O que poderia ter feito para estar mais adaptada às tendências actuais?
- Ter um site todo em Flash é muito interessante, mas há que ter em conta a vertente prática tão ou mais importante para obter os melhores resultados. Se obtiver um sistema com código mais aberto e mais “amigo” dos motores de busca obterá com certeza melhores posicionamentos.
- Também o facto de ter formas de divulgação e partilha através de redes sociais ou media embeded também iria ajudar e de que maneira à sua autoridade como a fonte mais fiável deste tipo de conteúdos em relação à sua marca. Assim também controlará de melhor forma o que se espalha e como se espalha sobre os seus produtos.
- A navegação é por demais importante num site, daí que terá que ser realmente transparente a forma como se posiciona o conteúdo e a melhor forma de o obter. Que se faça testes e mais testes com grupos de estudo para se chegar aos melhores compromissos.
- A criação de um blog sobre a marca é algo quase intuitivo dado que uma marca que pretende ser emocional também tem de ter uma forma de interacção e de constante input de conteúdo com carácter redactorial e de opinião. Algo que se pretende que seja praticamente pessoal. O lado humano da marca. Assim, mais facilmente veriam o seu conteúdo a ser partilhado por mais bloggers e interessados, ao mesmo tempo que melhora radicalmente o seu posicionamento SEO, permitindo igualmente a subscrição optimizada por RSS.
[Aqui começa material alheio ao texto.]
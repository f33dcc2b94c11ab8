//! Result table, one page of rows at a time.

use djbr_search::{Pagination, ResultRow, RESULT_COLUMNS};
use dioxus::prelude::*;

#[derive(Props, Clone, PartialEq)]
pub struct PaginatedTableProps {
    /// Rows of the current page.
    pub rows: Vec<ResultRow>,
    pub pagination: Pagination,
    /// Rows across all pages.
    pub total: usize,
    pub on_previous: EventHandler<()>,
    pub on_next: EventHandler<()>,
}

const VALUE_COLUMN: usize = RESULT_COLUMNS.len() - 1;

fn cell_style(column: usize) -> &'static str {
    if column == VALUE_COLUMN {
        "padding: 6px; text-align: right;"
    } else {
        "padding: 6px;"
    }
}

#[component]
pub fn PaginatedTable(props: PaginatedTableProps) -> Element {
    let range = props.pagination.range_label(props.total);
    rsx! {
        div {
            style: "overflow-x: auto; margin-top: 12px;",
            table {
                style: "width: 100%; border-collapse: collapse; font-size: 13px;",
                thead {
                    tr {
                        for column in RESULT_COLUMNS {
                            th {
                                key: "{column}",
                                style: "text-align: left; padding: 6px; border-bottom: 2px solid #3e5363;",
                                "{column}"
                            }
                        }
                    }
                }
                tbody {
                    for item in props.rows.iter() {
                        tr {
                            key: "{item.id}",
                            style: "border-bottom: 1px solid #eee;",
                            for (i, cell) in item.cells().into_iter().enumerate() {
                                td {
                                    key: "{i}",
                                    style: cell_style(i),
                                    "{cell}"
                                }
                            }
                        }
                    }
                }
            }
            div {
                style: "display: flex; justify-content: flex-end; align-items: center; gap: 12px; margin-top: 8px;",
                span { style: "font-size: 13px; color: #666;", "{range}" }
                button {
                    disabled: !props.pagination.has_previous(),
                    onclick: move |_| props.on_previous.call(()),
                    "Anterior"
                }
                button {
                    disabled: !props.pagination.has_next(props.total),
                    onclick: move |_| props.on_next.call(()),
                    "Próxima"
                }
            }
        }
    }
}
//! Typed search filter state.

use djbr_api::models::{Agency, AgencyGroup};

/// The search endpoint accepts at most this many agencies per query.
pub const MAX_SELECTED_AGENCIES: usize = 3;

/// Remuneration category filter.
#[derive(Debug, Clone, Copy, PartialEq, Eq, Default)]
pub enum Category {
    #[default]
    All,
    Base,
    Other,
    Discounts,
}

impl Category {
    pub const ALL: [Category; 4] = [
        Category::All,
        Category::Base,
        Category::Other,
        Category::Discounts,
    ];

    pub fn label(self) -> &'static str {
        match self {
            Category::All => "Tudo",
            Category::Base => "Remuneração base",
            Category::Other => "Outras remunerações",
            Category::Discounts => "Descontos",
        }
    }

    /// Value of the `categorias` parameter; `All` is never sent.
    pub fn param(self) -> Option<&'static str> {
        match self {
            Category::All => None,
            Category::Base => Some("base"),
            Category::Other => Some("outras"),
            Category::Discounts => Some("descontos"),
        }
    }

    /// Unknown values fall back to `All`.
    pub fn from_param(value: &str) -> Self {
        match value.trim() {
            "base" => Category::Base,
            "outras" => Category::Other,
            "descontos" => Category::Discounts,
            _ => Category::All,
        }
    }
}

/// Selected months, never empty.
#[derive(Debug, Clone, Copy, PartialEq, Eq, Hash)]
pub struct MonthSet(u16);

impl MonthSet {
    const FULL: u16 = 0b1111_1111_1111;

    pub fn all() -> Self {
        MonthSet(Self::FULL)
    }

    /// `None` when no month in 1-12 is given.
    pub fn from_months(months: impl IntoIterator<Item = u32>) -> Option<Self> {
        let bits = months
            .into_iter()
            .filter(|m| (1..=12).contains(m))
            .fold(0u16, |acc, m| acc | (1 << (m - 1)));
        (bits != 0).then_some(MonthSet(bits))
    }

    pub fn contains(self, month: u32) -> bool {
        (1..=12).contains(&month) && self.0 & (1 << (month - 1)) != 0
    }

    /// Ascending list of the selected months.
    pub fn months(self) -> Vec<u32> {
        (1..=12).filter(|m| self.contains(*m)).collect()
    }

    pub fn is_all(self) -> bool {
        self.0 == Self::FULL
    }

    /// Flip one month. Deselecting the last selected month is refused.
    pub fn toggle(&mut self, month: u32) -> bool {
        if !(1..=12).contains(&month) {
            return false;
        }
        let bit = 1 << (month - 1);
        if self.0 == bit {
            return false;
        }
        self.0 ^= bit;
        true
    }
}

impl Default for MonthSet {
    fn default() -> Self {
        MonthSet::all()
    }
}

/// Everything the search page lets the user choose.
#[derive(Debug, Clone, PartialEq)]
pub struct SearchFilters {
    pub year: i32,
    pub months: MonthSet,
    agencies: Vec<String>,
    pub category: Category,
    /// Narrows the agency picker; not part of the backend query.
    pub agency_type: Option<AgencyGroup>,
}

impl SearchFilters {
    pub fn new(current_year: i32) -> Self {
        Self {
            year: current_year,
            months: MonthSet::all(),
            agencies: Vec::new(),
            category: Category::All,
            agency_type: None,
        }
    }

    /// Selected agency ids in selection order.
    pub fn agencies(&self) -> &[String] {
        &self.agencies
    }

    pub fn is_agency_selected(&self, id: &str) -> bool {
        self.agencies.iter().any(|a| a.eq_ignore_ascii_case(id))
    }

    /// Select or deselect `id`. Adding beyond the limit is refused.
    pub fn toggle_agency(&mut self, id: &str) -> bool {
        let id = id.trim().to_lowercase();
        if id.is_empty() {
            return false;
        }
        if let Some(pos) = self.agencies.iter().position(|a| *a == id) {
            self.agencies.remove(pos);
            return true;
        }
        if self.agencies.len() >= MAX_SELECTED_AGENCIES {
            return false;
        }
        self.agencies.push(id);
        true
    }

    /// Replace the selection, dropping duplicates and anything past the limit.
    pub fn set_agencies<I, S>(&mut self, ids: I)
    where
        I: IntoIterator<Item = S>,
        S: AsRef<str>,
    {
        self.agencies.clear();
        for id in ids {
            let id = id.as_ref().trim().to_lowercase();
            if id.is_empty() || self.agencies.contains(&id) {
                continue;
            }
            if self.agencies.len() == MAX_SELECTED_AGENCIES {
                break;
            }
            self.agencies.push(id);
        }
    }

    /// Reset every field to its default.
    pub fn clear(&mut self, current_year: i32) {
        *self = Self::new(current_year);
    }

    /// Agencies the picker offers: monitored ones of the selected type.
    pub fn agency_options<'a>(&self, all: &'a [Agency]) -> Vec<&'a Agency> {
        all.iter()
            .filter(|a| a.is_monitored())
            .filter(|a| match self.agency_type {
                Some(group) => a.group() == Some(group),
                None => true,
            })
            .collect()
    }
}

#[cfg(test)]
mod tests {
    use super::*;

    fn agency(id: &str, jurisdiction: &str) -> Agency {
        Agency {
            id: id.to_string(),
            name: id.to_uppercase(),
            jurisdiction: jurisdiction.to_string(),
            entity: String::new(),
            state: None,
            collecting: None,
            has_data: true,
            ombudsman: None,
            twitter_handle: None,
        }
    }

    #[test]
    fn month_set_never_empties() {
        let mut months = MonthSet::from_months([5]).unwrap();
        assert!(!months.toggle(5));
        assert_eq!(months.months(), vec![5]);
        assert!(months.toggle(1));
        assert!(months.toggle(5));
        assert_eq!(months.months(), vec![1]);
        assert!(!months.toggle(13));
    }

    #[test]
    fn month_set_from_months_ignores_out_of_range() {
        assert_eq!(MonthSet::from_months([0, 13]), None);
        let months = MonthSet::from_months([12, 1, 12]).unwrap();
        assert_eq!(months.months(), vec![1, 12]);
        assert!(MonthSet::default().is_all());
    }

    #[test]
    fn agency_selection_is_capped() {
        let mut filters = SearchFilters::new(2023);
        assert!(filters.toggle_agency("TJAL"));
        assert!(filters.toggle_agency("mpal"));
        assert!(filters.toggle_agency("trt19"));
        assert!(!filters.toggle_agency("tjpb"));
        assert_eq!(filters.agencies(), ["tjal", "mpal", "trt19"]);
        assert!(filters.toggle_agency("mpal"));
        assert!(filters.toggle_agency("tjpb"));
        assert_eq!(filters.agencies(), ["tjal", "trt19", "tjpb"]);
    }

    #[test]
    fn set_agencies_dedupes_and_truncates() {
        let mut filters = SearchFilters::new(2023);
        filters.set_agencies(["a", "A", "b", "c", "d"]);
        assert_eq!(filters.agencies(), ["a", "b", "c"]);
    }

    #[test]
    fn clear_resets_everything() {
        let mut filters = SearchFilters::new(2020);
        filters.toggle_agency("tjal");
        filters.category = Category::Discounts;
        filters.months = MonthSet::from_months([1]).unwrap();
        filters.agency_type = Some(AgencyGroup::Prosecutors);
        filters.clear(2024);
        assert_eq!(filters, SearchFilters::new(2024));
    }

    #[test]
    fn agency_options_follow_type() {
        let all = vec![agency("tjal", "Estadual"), agency("mpal", "Ministério")];
        let mut filters = SearchFilters::new(2023);
        assert_eq!(filters.agency_options(&all).len(), 2);
        filters.agency_type = Some(AgencyGroup::Prosecutors);
        let options = filters.agency_options(&all);
        assert_eq!(options.len(), 1);
        assert_eq!(options[0].id, "mpal");
    }

    #[test]
    fn category_params() {
        assert_eq!(Category::All.param(), None);
        assert_eq!(Category::from_param("outras"), Category::Other);
        assert_eq!(Category::from_param("Tudo"), Category::All);
        assert_eq!(Category::from_param("???"), Category::All);
    }
}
- A criação de perfis em redes sociais a nível mundial é hoje em dia imprescindível. Na pesquisa que efectuei no Twitter por exemplo apenas encontrei uma página relativamente oficial do Alfa Romeo Giulietta e da Holanda. Já o Facebook está melhor representado, no entanto pouco apela à interacção.
- Outra situação imprescindível é ter uma newsletter dado que assim poderão enviar com uma certa regularidade, informação dos seus produtos a quem está verdadeiramente interessado na mesma. Em nenhum lado da sua página consegui encontrar com facilidade essa possibilidade.
Ao não utilizar todas estas formas de dinamizar a sua relação para com os potenciais interessados, estão a desperdiçar boa parte do investimento que já fazem em publicidade institucional e nos meios tradicionais e de display.
Site da Virgin
Agora escolhi esta opção da Virgin para se poder ter uma ideia de como complementa muitos destes meios de empatia e relacionamento com os seus clientes.
- A sua navegação é bastante clara e intuitiva apesar de ser reconhecidamente um grupo complexo com inúmeros negócios distintos.
- A primeira parte do site tem inclusive uma forma bem prática e efectiva de subscrever informações da empresa e estar sempre actualizado quanto às suas comunicações.
- Também em plena evidência encontra-se o blog do presidente do grupo, Richard Branson que se apoia no seu carisma para a identificação do seu grupo.
- Se virmos este artigo, no seu blog, denotamos que a partilha por todos os meios disponíveis é uma preocupação e uma característica.
- Assim como os perfis em todas as redes sociais são uma prioridade e tem mesmo equipas próprias a responder a todas as questões que se apresente nestas mesmas redes.
Cabe-te agora seguir uma outra outra estratégia. Qual consideras a mais proveitosa?